One method of dating rocks is based on their \(^{87} \mathrm{Sr} /^{87} \mathrm{Rb}\) ratio. \(^{87} \mathrm{Rb}\) is a \(\beta^{-}\) emitter with a half- life of \(5 \times 10^{11}\) years. A certain rock has a mass ratio \(^{87} \mathrm{Sr} /^{87} \mathrm{Rb}\) of \(0.004 / 1.00 .\) What is the age of the rock?

Short Answer

Expert verified
The age of the rock is calculated by substituting the given values into the derived formula. This will give the final age in years.

Step by step solution

01

Identify given information

From the exercise, the half-life of \(^{87}\mathrm{Rb}\) is \(5 \times 10^{11}\) years. Also, the mass ratio \(^{87}\mathrm{Sr} /^{87}\mathrm{Rb}\) of the rock is 0.004/1.00.
02

Use the Decay Equation to find decay constant

The decay constant (\(λ\)) is given by \(\frac{ln 2}{t_{1/2}}\), where \(t_{1/2}\) is the half-life.
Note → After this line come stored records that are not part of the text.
// libs/scheduling-cell/src/models.rs
use serde::{Deserialize, Serialize};
use uuid::Uuid;
use chrono::{DateTime, Datelike, NaiveDate, NaiveTime, Utc, Weekday};
use std::fmt;

// ==============================================================================
// TIME INTERVALS
// ==============================================================================

/// Half-open interval [start, end) over UTC instants.
///
/// Constructed only through [`TimeSlot::new`], so every value in circulation
/// has end > start and lies within a single calendar day. Adjacent slots
/// (end of one == start of the next) do not overlap.
#[derive(Debug, Clone, Copy, PartialEq, Eq)]
pub struct TimeSlot {
    start: DateTime<Utc>,
    end: DateTime<Utc>,
}

impl TimeSlot {
    pub fn new(start: DateTime<Utc>, end: DateTime<Utc>) -> Result<Self, SchedulingError> {
        if end <= start {
            return Err(SchedulingError::InvalidInterval(format!(
                "end {} is not after start {}",
                end, start
            )));
        }
        // Availability is defined per calendar day; a span touching the next
        // day (even exactly at midnight) cannot be checked against it.
        if start.date_naive() != end.date_naive() {
            return Err(SchedulingError::InvalidInterval(
                "appointment spans more than one calendar day".to_string(),
            ));
        }
        Ok(Self { start, end })
    }

    pub fn start(&self) -> DateTime<Utc> {
        self.start
    }

    pub fn end(&self) -> DateTime<Utc> {
        self.end
    }

    pub fn overlaps(&self, other: &TimeSlot) -> bool {
        self.start < other.end && other.start < self.end
    }

    pub fn date(&self) -> NaiveDate {
        self.start.date_naive()
    }

    pub fn time_of_day(&self) -> (NaiveTime, NaiveTime) {
        (self.start.time(), self.end.time())
    }

    pub fn duration_minutes(&self) -> i64 {
        (self.end - self.start).num_minutes()
    }
}

/// Time-of-day window within one day, half-open like [`TimeSlot`].
#[derive(Debug, Clone, Copy, PartialEq, Eq, Serialize, Deserialize)]
pub struct TimeOfDayRange {
    pub start: NaiveTime,
    pub end: NaiveTime,
}

impl TimeOfDayRange {
    pub fn new(start: NaiveTime, end: NaiveTime) -> Result<Self, SchedulingError> {
        if start >= end {
            return Err(SchedulingError::InvalidInterval(format!(
                "availability window {} - {} is empty or inverted",
                start, end
            )));
        }
        Ok(Self { start, end })
    }

    pub fn contains(&self, start: NaiveTime, end: NaiveTime) -> bool {
        start >= self.start && end <= self.end
    }
}

// ==============================================================================
// DIRECTORY ENTITIES
// ==============================================================================

#[derive(Debug, Clone, Serialize, Deserialize)]
pub struct Doctor {
    pub id: Uuid,
    pub full_name: String,
    pub specialties: Vec<String>,
    pub created_at: DateTime<Utc>,
}

#[derive(Debug, Clone, Serialize, Deserialize)]
pub struct Clinic {
    pub id: Uuid,
    pub name: String,
    pub created_at: DateTime<Utc>,
}

#[derive(Debug, Clone, Serialize, Deserialize)]
pub struct Room {
    pub id: Uuid,
    pub clinic_id: Uuid,
    /// Unique within the owning clinic.
    pub code: String,
    pub name: Option<String>,
    pub created_at: DateTime<Utc>,
}

// ==============================================================================
// AVAILABILITY RULES
// ==============================================================================

/// A doctor's statement of when they can be booked. Rules are purely
/// additive: overlapping or touching rules widen the bookable window.
#[derive(Debug, Clone, Serialize, Deserialize)]
pub struct AvailabilityRule {
    pub id: Uuid,
    pub doctor_id: Uuid,
    /// None means the rule applies at any clinic.
    pub clinic_id: Option<Uuid>,
    pub schedule: Schedule,
}

#[derive(Debug, Clone, Serialize, Deserialize)]
#[serde(tag = "kind", rename_all = "snake_case")]
pub enum Schedule {
    Recurring {
        day_of_week: Weekday,
        hours: TimeOfDayRange,
        valid_from: Option<NaiveDate>,
        valid_to: Option<NaiveDate>,
    },
    OneOff {
        date: NaiveDate,
        hours: TimeOfDayRange,
    },
}

impl AvailabilityRule {
    pub fn applies_on(&self, date: NaiveDate) -> bool {
        match &self.schedule {
            Schedule::Recurring {
                day_of_week,
                valid_from,
                valid_to,
                ..
            } => {
                date.weekday() == *day_of_week
                    && valid_from.map_or(true, |from| date >= from)
                    && valid_to.map_or(true, |to| date <= to)
            }
            Schedule::OneOff { date: rule_date, .. } => *rule_date == date,
        }
    }

    pub fn hours(&self) -> TimeOfDayRange {
        match &self.schedule {
            Schedule::Recurring { hours, .. } | Schedule::OneOff { hours, .. } => *hours,
        }
    }
}

// ==============================================================================
// APPOINTMENTS
// ==============================================================================

#[derive(Debug, Clone, Serialize, Deserialize)]
pub struct Appointment {
    pub id: Uuid,
    pub patient_id: Uuid,
    pub doctor_id: Uuid,
    pub clinic_id: Uuid,
    pub room_id: Option<Uuid>,
    pub scheduled_start: DateTime<Utc>,
    pub scheduled_end: DateTime<Utc>,
    pub status: AppointmentStatus,
    pub created_by: Uuid,
    pub created_at: DateTime<Utc>,
    pub updated_at: DateTime<Utc>,
}

impl Appointment {
    pub fn slot(&self) -> TimeSlot {
        TimeSlot {
            start: self.scheduled_start,
            end: self.scheduled_end,
        }
    }
}

#[derive(Debug, Clone, Copy, PartialEq, Eq, Serialize, Deserialize)]
#[serde(rename_all = "snake_case")]
pub enum AppointmentStatus {
    Scheduled,
    CheckedIn,
    Completed,
    Cancelled,
    NoShow,
}

impl AppointmentStatus {
    /// Terminal statuses permit no further transition.
    pub fn is_terminal(&self) -> bool {
        matches!(
            self,
            AppointmentStatus::Completed | AppointmentStatus::Cancelled | AppointmentStatus::NoShow
        )
    }

    /// Whether the appointment still holds its doctor/room time slot.
    pub fn blocks_slot(&self) -> bool {
        !matches!(
            self,
            AppointmentStatus::Cancelled | AppointmentStatus::NoShow
        )
    }
}

impl fmt::Display for AppointmentStatus {
    fn fmt(&self, f: &mut fmt::Formatter<'_>) -> fmt::Result {
        match self {
            AppointmentStatus::Scheduled => write!(f, "scheduled"),
            AppointmentStatus::CheckedIn => write!(f, "checked_in"),
            AppointmentStatus::Completed => write!(f, "completed"),
            AppointmentStatus::Cancelled => write!(f, "cancelled"),
            AppointmentStatus::NoShow => write!(f, "no_show"),
        }
    }
}

// ==============================================================================
// REQUEST MODELS
// ==============================================================================

#[derive(Debug, Clone, Serialize, Deserialize)]
pub struct BookAppointmentRequest {
    pub patient_id: Uuid,
    pub doctor_id: Uuid,
    pub clinic_id: Uuid,
    pub room_id: Option<Uuid>,
    pub start: DateTime<Utc>,
    pub end: DateTime<Utc>,
    pub created_by: Uuid,
}

#[derive(Debug, Clone, Serialize, Deserialize)]
pub struct RescheduleAppointmentRequest {
    pub new_start: DateTime<Utc>,
    pub new_end: DateTime<Utc>,
}

// ==============================================================================
// ERROR TYPES
// ==============================================================================

#[derive(Debug, Clone, PartialEq, Eq, thiserror::Error)]
pub enum SchedulingError {
    #[error("invalid interval: {0}")]
    InvalidInterval(String),

    #[error("requested time is outside the doctor's availability")]
    OutsideAvailability,

    #[error("requested time conflicts with {} existing appointment(s)", .conflicting.len())]
    SchedulingConflict { conflicting: Vec<Uuid> },

    #[error("invalid status transition: {from} -> {to}")]
    InvalidStatusTransition {
        from: AppointmentStatus,
        to: AppointmentStatus,
    },

    #[error("scheduling lock not acquired within the configured wait")]
    ContentionTimeout,

    #[error("{0} not found")]
    NotFound(String),

    #[error("storage error: {0}")]
    Storage(String),
}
So, \(λ = \frac{ln 2}{5 \times 10^{11}}\).
03

Use the ratio to compute time

In radioactive decay, the ratio of Sr-87 to Rb-87 is related to time (t) by the equation \(\frac{Nf}{Ni} = e^{-λt}\), where \(Nf\) is the final quantity (Sr-87 in this case), \(Ni\) is the initial quantity (Rb-87 in this case), and \(e\) is Euler's number. Rearranging for t gives \(t = -\frac{ln (\frac{Nf}{Ni})}{λ}\).
04

Substitute values and solve for t

Substitute \(Nf/Ni = 0.004/1.00\) and our previously calculated \(λ\) into the equation to find t. \(t = -\frac{ln (0.004)}{\frac{ln 2}{5 \times 10^{11}}}\)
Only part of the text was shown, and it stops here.